14/09/2021 11:43
”Será que a democracia que defendem é a liberal de matriz inglesa (…) ou será que defendem a democracia segundo a tradição continental(…) ?”
Nos últimos meses, o tom da conversa subiu entre os chefes dos poderes e os diversos grupos de apoio das bases dos movimentos políticos existentes no país. Da esquerda à direita, todos têm organizado sua militância, reforçado o marketing, mobilizado imprensa e classe artística, além de convocar manifestações regulamente.
Dentre diversas reivindicações e enfretamentos, o que mais chama a atenção do público é acusação mútua de que a democracia é ou foi ameaçada pelas atividades políticas e de governo, encabeçadas por representantes de ambos os espectros ideológicos.
Como movimentos com orientação política e ideológica tão diferentes, podem se acusar de fazer exatamente o mesmo, isto é, tentar subjugar a democracia brasileira? Se ambos lutam pelo mesmo objetivo e procuram defender um mesmo valor democrático, por que há tanto enfrentamento e tão pouca unidade de propósitos? Será uma diferença apenas em relação aos meios e não quanto aos fins?
Infelizmente não. A verdade é que apesar de utilizarem a mesma palavra, qual seja, “democracia”, os movimentos políticos de matriz marxista e os de matriz liberal clássica referem-se a objetos diametralmente opostos quando utilizam o termo e, por isso, há tanta divergência quando ao assunto é defendê-la.
Para compreender como o conceito de democracia é utilizado por ambos os grupos, é preciso entender que ambos possuem raízes em tradições distintas. O primeiro, que é adotado pela maior parte dos liberais e conservadores, surgiu na Inglaterra, no tempo dos Old Whigs de meados ao final do século XVII e foi impulsionado pelo trabalho de homens como Edmund Burke, John Locke e Adam Smith. O segundo conceito de democracia por sua vez, foi criado na Europa continental por meio do trabalho de importantes filósofos como Voltaire e Rousseau.

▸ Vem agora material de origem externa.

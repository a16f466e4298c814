#![cfg(test)]

use super::*;
use selfprice_governed_token::{GovernedToken, GovernedTokenClient};
use selfprice_price_vote_ledger::{PriceVoteLedger, PriceVoteLedgerClient};
use soroban_sdk::{
    testutils::{Address as _, Ledger},
    vec, Address, Env,
};

const CLIFF: u64 = 63_072_000;

struct Setup<'a> {
    vesting: ManualVestingClient<'a>,
    token: GovernedTokenClient<'a>,
    ledger: PriceVoteLedgerClient<'a>,
    admin: Address,
    vesting_id: Address,
}

fn setup(env: &Env) -> Setup<'_> {
    let admin = Address::generate(env);
    let payment = Address::generate(env);

    let ledger_id = env.register(PriceVoteLedger, ());
    let token_id = env.register(GovernedToken, ());
    let vesting_id = env.register(ManualVesting, ());

    let ledger = PriceVoteLedgerClient::new(env, &ledger_id);
    let token = GovernedTokenClient::new(env, &token_id);
    let vesting = ManualVestingClient::new(env, &vesting_id);

    env.mock_all_auths();

    token.init(&admin, &ledger_id, &payment, &3600u64, &100_000_000i128);
    vesting.init(&admin, &token_id, &CLIFF);
    token.transfer(&admin, &vesting_id, &60_000_000);

    Setup {
        vesting,
        token,
        ledger,
        admin,
        vesting_id,
    }
}

#[test]
fn test_populate_sets_claim_amounts() {
    let env = Env::default();
    let s = setup(&env);

    let user1 = Address::generate(&env);
    let user2 = Address::generate(&env);
    s.vesting.populate(
        &s.admin,
        &vec![&env, user1.clone(), user2.clone(), user1.clone()],
        &vec![&env, 10_000_000i128, 20_000_000, 5_000_000],
    );

    assert_eq!(s.vesting.claim_amount(&user1), 15_000_000);
    assert_eq!(s.vesting.claim_amount(&user2), 20_000_000);
}

#[test]
fn test_populate_validation() {
    let env = Env::default();
    let s = setup(&env);

    let user1 = Address::generate(&env);
    let stranger = Address::generate(&env);

    assert_eq!(
        s.vesting
            .try_populate(&stranger, &vec![&env, user1.clone()], &vec![&env, 1i128]),
        Err(Ok(Error::NotAuthorized))
    );
    assert_eq!(
        s.vesting
            .try_populate(&s.admin, &vec![&env, user1.clone()], &vec![&env, 1i128, 2]),
        Err(Ok(Error::LengthMismatch))
    );
    assert_eq!(
        s.vesting
            .try_populate(&s.admin, &vec![&env, user1.clone()], &vec![&env, 0i128]),
        Err(Ok(Error::InvalidAmount))
    );
}

#[test]
fn test_claim_before_cliff_rejected() {
    let env = Env::default();
    let s = setup(&env);

    let user1 = Address::generate(&env);
    s.vesting
        .populate(&s.admin, &vec![&env, user1.clone()], &vec![&env, 10_000_000i128]);

    env.ledger().set_timestamp(CLIFF - 1);
    assert_eq!(
        s.vesting.try_claim(&user1, &10_000_000),
        Err(Ok(Error::CliffNotReached))
    );
}

#[test]
fn test_claim_after_cliff_transfers_tokens() {
    let env = Env::default();
    let s = setup(&env);

    let user1 = Address::generate(&env);
    s.vesting
        .populate(&s.admin, &vec![&env, user1.clone()], &vec![&env, 10_000_000i128]);

    env.ledger().set_timestamp(CLIFF);
    s.vesting.claim(&user1, &4_000_000);

    assert_eq!(s.token.balance(&user1), 4_000_000);
    assert_eq!(s.token.balance(&s.vesting_id), 56_000_000);
    assert_eq!(s.vesting.claim_amount(&user1), 6_000_000);

    assert_eq!(
        s.vesting.try_claim(&user1, &6_000_001),
        Err(Ok(Error::ExceedsAllocation))
    );
    s.vesting.claim(&user1, &6_000_000);
    assert_eq!(s.vesting.claim_amount(&user1), 0);
}

#[test]
fn test_claim_raises_vote_power_of_backer() {
    let env = Env::default();
    let s = setup(&env);

    let user1 = Address::generate(&env);
    s.token.transfer(&s.admin, &user1, &1_000_000);
    s.vesting
        .populate(&s.admin, &vec![&env, user1.clone()], &vec![&env, 10_000_000i128]);

    env.ledger().set_timestamp(CLIFF);
    let key = s.token.vote(&user1, &250, &None);
    s.vesting.claim(&user1, &10_000_000);

    assert_eq!(s.ledger.get_entry(&key).power, 11_000_000);
}
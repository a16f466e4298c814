//! SelfPrice Manual Vesting Contract
//!
//! Holds governed tokens and releases them to an admin-populated list of
//! beneficiaries once a cliff has passed. Tokens leave only through the
//! governed token's `transfer`, so vote power follows them automatically.
#![no_std]
#![allow(unexpected_cfgs)]

use soroban_sdk::{
    contract, contracterror, contractevent, contractimpl, contracttype, Address, Env, Vec,
};

use shared::{cliff_passed, TransferClient, PERSISTENT_BUMP_LEDGERS};

#[contracterror]
#[derive(Copy, Clone, Debug, Eq, PartialEq, PartialOrd, Ord)]
#[repr(u32)]
pub enum Error {
    AlreadyInitialized = 1,
    NotInitialized = 2,
    NotAuthorized = 3,
    CliffNotReached = 4,
    InvalidAmount = 5,
    LengthMismatch = 6,
    ExceedsAllocation = 7,
    Overflow = 8,
}

#[contracttype]
#[derive(Clone)]
pub enum DataKey {
    Admin,
    Token,
    CliffEnd,
    Allocation(Address),
}

#[contractevent]
pub struct Allocated {
    #[topic]
    pub beneficiary: Address,
    pub amount: i128,
}

#[contractevent]
pub struct Claimed {
    #[topic]
    pub beneficiary: Address,
    pub amount: i128,
}

#[contract]
pub struct ManualVesting;

#[contractimpl]
impl ManualVesting {
    /// `cliff_duration`: seconds from now until claims open
    pub fn init(env: Env, admin: Address, token: Address, cliff_duration: u64) -> Result<(), Error> {
        if env.storage().instance().has(&DataKey::Admin) {
            return Err(Error::AlreadyInitialized);
        }
        admin.require_auth();

        let cliff_end = env
            .ledger()
            .timestamp()
            .checked_add(cliff_duration)
            .ok_or(Error::Overflow)?;

        env.storage().instance().set(&DataKey::Admin, &admin);
        env.storage().instance().set(&DataKey::Token, &token);
        env.storage().instance().set(&DataKey::CliffEnd, &cliff_end);
        env.storage()
            .instance()
            .extend_ttl(PERSISTENT_BUMP_LEDGERS, PERSISTENT_BUMP_LEDGERS);
        Ok(())
    }

    /// Add allocations. Repeated beneficiaries accumulate.
    pub fn populate(
        env: Env,
        admin: Address,
        beneficiaries: Vec<Address>,
        amounts: Vec<i128>,
    ) -> Result<(), Error> {
        require_admin(&env, &admin)?;

        if beneficiaries.len() != amounts.len() {
            return Err(Error::LengthMismatch);
        }
        for amount in amounts.iter() {
            if amount <= 0 {
                return Err(Error::InvalidAmount);
            }
        }

        for (beneficiary, amount) in beneficiaries.iter().zip(amounts.iter()) {
            let total = get_allocation(&env, &beneficiary)
                .checked_add(amount)
                .ok_or(Error::Overflow)?;
            set_allocation(&env, &beneficiary, total);

            Allocated {
                beneficiary,
                amount,
            }
            .publish(&env);
        }
        Ok(())
    }

    pub fn claim_amount(env: Env, beneficiary: Address) -> i128 {
        get_allocation(&env, &beneficiary)
    }

    pub fn cliff_end(env: Env) -> Result<u64, Error> {
        env.storage()
            .instance()
            .get(&DataKey::CliffEnd)
            .ok_or(Error::NotInitialized)
    }

    /// Release `amount` of the caller's allocation after the cliff.
    pub fn claim(env: Env, beneficiary: Address, amount: i128) -> Result<(), Error> {
        let cliff_end = Self::cliff_end(env.clone())?;
        beneficiary.require_auth();

        if !cliff_passed(&env, cliff_end) {
            return Err(Error::CliffNotReached);
        }
        if amount <= 0 {
            return Err(Error::InvalidAmount);
        }

        let allocation = get_allocation(&env, &beneficiary);
        if amount > allocation {
            return Err(Error::ExceedsAllocation);
        }

        set_allocation(&env, &beneficiary, allocation - amount);

        let token: Address = env
            .storage()
            .instance()
            .get(&DataKey::Token)
            .ok_or(Error::NotInitialized)?;
        TransferClient::new(&env, &token).transfer(
            &env.current_contract_address(),
            &beneficiary,
            &amount,
        );

        Claimed {
            beneficiary,
            amount,
        }
        .publish(&env);
        Ok(())
    }
}

fn require_admin(env: &Env, caller: &Address) -> Result<(), Error> {
    let admin: Address = env
        .storage()
        .instance()
        .get(&DataKey::Admin)
        .ok_or(Error::NotInitialized)?;
    caller.require_auth();
    if caller != &admin {
        return Err(Error::NotAuthorized);
    }
    Ok(())
}

fn get_allocation(env: &Env, beneficiary: &Address) -> i128 {
    env.storage()
        .persistent()
        .get(&DataKey::Allocation(beneficiary.clone()))
        .unwrap_or(0)
}

fn set_allocation(env: &Env, beneficiary: &Address, amount: i128) {
    let key = DataKey::Allocation(beneficiary.clone());
    if amount == 0 {
        env.storage().persistent().remove(&key);
        return;
    }
    env.storage().persistent().set(&key, &amount);
    env.storage()
        .persistent()
        .extend_ttl(&key, PERSISTENT_BUMP_LEDGERS, PERSISTENT_BUMP_LEDGERS);
}

#[cfg(test)]
mod test;
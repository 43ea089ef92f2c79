//! Money helpers with decimal precision.
//!
//! CRITICAL: Never use floating-point for money calculations.
//! All amounts are INR values carried as `rust_decimal::Decimal`
//! with two decimal places (paise).

use rust_decimal::prelude::ToPrimitive;
use rust_decimal::{Decimal, RoundingStrategy};

/// Number of decimal places carried by every stored amount.
pub const MONEY_SCALE: u32 = 2;

/// Rounds an amount to paise precision (two decimal places, half away from zero).
#[must_use]
pub fn round_money(amount: Decimal) -> Decimal {
    amount.round_dp_with_strategy(MONEY_SCALE, RoundingStrategy::MidpointAwayFromZero)
}

/// Splits a non-negative amount into whole rupees and paise (0..=99).
///
/// The amount is rounded to paise precision first, so `10.999` splits
/// as eleven rupees, zero paise. Negative inputs clamp to zero.
#[must_use]
pub fn split_rupees_paise(amount: Decimal) -> (u64, u8) {
    let rounded = round_money(amount.max(Decimal::ZERO));
    let total_paise = (rounded * Decimal::ONE_HUNDRED)
        .trunc()
        .to_u64()
        .unwrap_or(u64::MAX);

    let rupees = total_paise / 100;
    let paise = u8::try_from(total_paise % 100).unwrap_or(0);
    (rupees, paise)
}

#[cfg(test)]
mod tests {
    use super::*;
    use rstest::rstest;
    use rust_decimal_macros::dec;

    #[rstest]
    #[case(dec!(10.005), dec!(10.01))]
    #[case(dec!(10.004), dec!(10.00))]
    #[case(dec!(10), dec!(10))]
    #[case(dec!(-0.005), dec!(-0.01))]
    fn test_round_money_half_away_from_zero(#[case] input: Decimal, #[case] expected: Decimal) {
        assert_eq!(round_money(input), expected);
    }

    #[test]
    fn test_split_whole_amount() {
        assert_eq!(split_rupees_paise(dec!(1500.00)), (1500, 0));
        assert_eq!(split_rupees_paise(dec!(0)), (0, 0));
    }

    #[test]
    fn test_split_with_paise() {
        assert_eq!(split_rupees_paise(dec!(100000.50)), (100_000, 50));
        assert_eq!(split_rupees_paise(dec!(99.99)), (99, 99));
        assert_eq!(split_rupees_paise(dec!(0.05)), (0, 5));
    }

    #[test]
    fn test_split_rounds_to_paise_first() {
        assert_eq!(split_rupees_paise(dec!(10.999)), (11, 0));
        assert_eq!(split_rupees_paise(dec!(10.994)), (10, 99));
    }

    #[test]
    fn test_split_clamps_negative() {
        assert_eq!(split_rupees_paise(dec!(-5.00)), (0, 0));
    }
}
//! Fee payment repository — the receipt ledger.
//!
//! Every mutating operation runs inside one database transaction and locks
//! the student row `FOR UPDATE`, so operations against one student are
//! serialized while different students proceed concurrently. All changes to
//! `paid_fees` go through [`apply_paid_delta`], and receipt numbers come
//! from the single counter row locked in the same transaction.

use std::collections::HashMap;

use chrono::{DateTime, Datelike, NaiveDate, NaiveTime, Utc};
use rust_decimal::Decimal;
use sea_orm::sea_query::{Expr, extension::postgres::PgExpr};
use sea_orm::{
    ActiveModelTrait, ColumnTrait, Condition, DatabaseConnection, DatabaseTransaction, DbErr,
    EntityTrait, PaginatorTrait, QueryFilter, QueryOrder, QuerySelect, Set, TransactionTrait,
};
use tracing::warn;
use uuid::Uuid;

use gurukul_core::fees::{
    AmendPaymentInput, FeePosition, LedgerError, RecordPaymentInput, apply_paid_delta,
    format_receipt_no, payment_snapshot, remaining_after_amend, validate_payment_amount,
};
use gurukul_shared::types::PageRequest;

use super::student::{display_course, like_pattern};
use crate::entities::{courses, fee_payments, receipt_counters, students};

/// Primary key of the single counter row seeded by the initial migration.
const RECEIPT_COUNTER_ID: i16 = 1;

/// Error types for fee payment operations.
#[derive(Debug, thiserror::Error)]
pub enum FeePaymentError {
    /// A ledger rule rejected the operation.
    #[error(transparent)]
    Ledger(#[from] LedgerError),

    /// Database error.
    #[error("Database error: {0}")]
    Database(#[from] DbErr),
}

/// Filter options for listing receipts.
#[derive(Debug, Clone, Default)]
pub struct ReceiptFilter {
    /// Case-insensitive contains match over student name and receipt number.
    pub search: Option<String>,
    /// Exact calendar day (UTC).
    pub date: Option<NaiveDate>,
    /// Calendar month (1-12); combined with `year`, or the current year.
    pub month: Option<u32>,
    /// Calendar year.
    pub year: Option<i32>,
    /// Page selection.
    pub page: PageRequest,
}

/// A payment joined with its student and resolved course label.
#[derive(Debug, Clone)]
pub struct PaymentWithStudent {
    /// Payment row.
    pub payment: fee_payments::Model,
    /// Student row; after a mutation this carries the updated totals.
    pub student: students::Model,
    /// Display course for the receipt header.
    pub course_name: String,
}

Na tradição democrática liberal inglesa, a “propriedade privada” tem um papel central e quase sagrado, pois suas raízes estão na própria natureza humana, isto significa dizer que, de acordo com esse entendimento, a propriedade privada e a liberdade individual são superiores a qualquer forma de planejamento político, pois a legitimidade das instituições estaria assentada em uma ordem social espontânea, único meio pelo qual é possível a utilização do conhecimento e habilidades humanas em larga escala, de forma coordenada, livre e eficiente.
Por outro lado, na tradição democrática continental, cuja influência se faz presente na moderna concepção de democracia ligada à esquerda política, há a intenção de subordinar a sociedade a um conjunto de objetivos políticos/normativos comuns. Nessas condições, os indivíduos não seriam mais livres para fazer o que quiserem e certamente não seriam livres para utilizar sua propriedade da maneira que considerarem adequada.
Essa concepção de democracia, foi posteriormente batizada de democratismo, e se encontra presente no discurso da esquerda política, principalmente, quando esta defende a regulação dos meios de comunicação, controle político das instituições, políticas de distribuição de renda e a criação de um currículo educacional comum.
No mesmo sentido, setores mais ligados ao militarismo e ao espectro político de centro também se valem desse conceito de democracia quando defendem a centralização política, a supremacia do interesse nacional e a assimilação dos diversos povos e culturas em benefício de um tipo brasileiros ideal.
Quando grupos políticos se acusam de atacar a democracia, é preciso que nos perguntemos primeiro a que tipo de democracia eles se referem. Será que a democracia que defendem é a liberal de matriz inglesa, onde há a uma intransigente defesa da propriedade privada e a primazia da liberdade individual, ou será que defendem a democracia segundo a tradição continental, que busca uniformizar a sociedade por meio de valores comuns, politicamente definidos e que se sobrepõe ao direito de propriedade e à liberdade individual?
Por Allan Augusto Gallo Antonio, formado em Direito e Mestre em Economia e Mercados, é analista do Centro Mackenzie de Liberdade Econômica.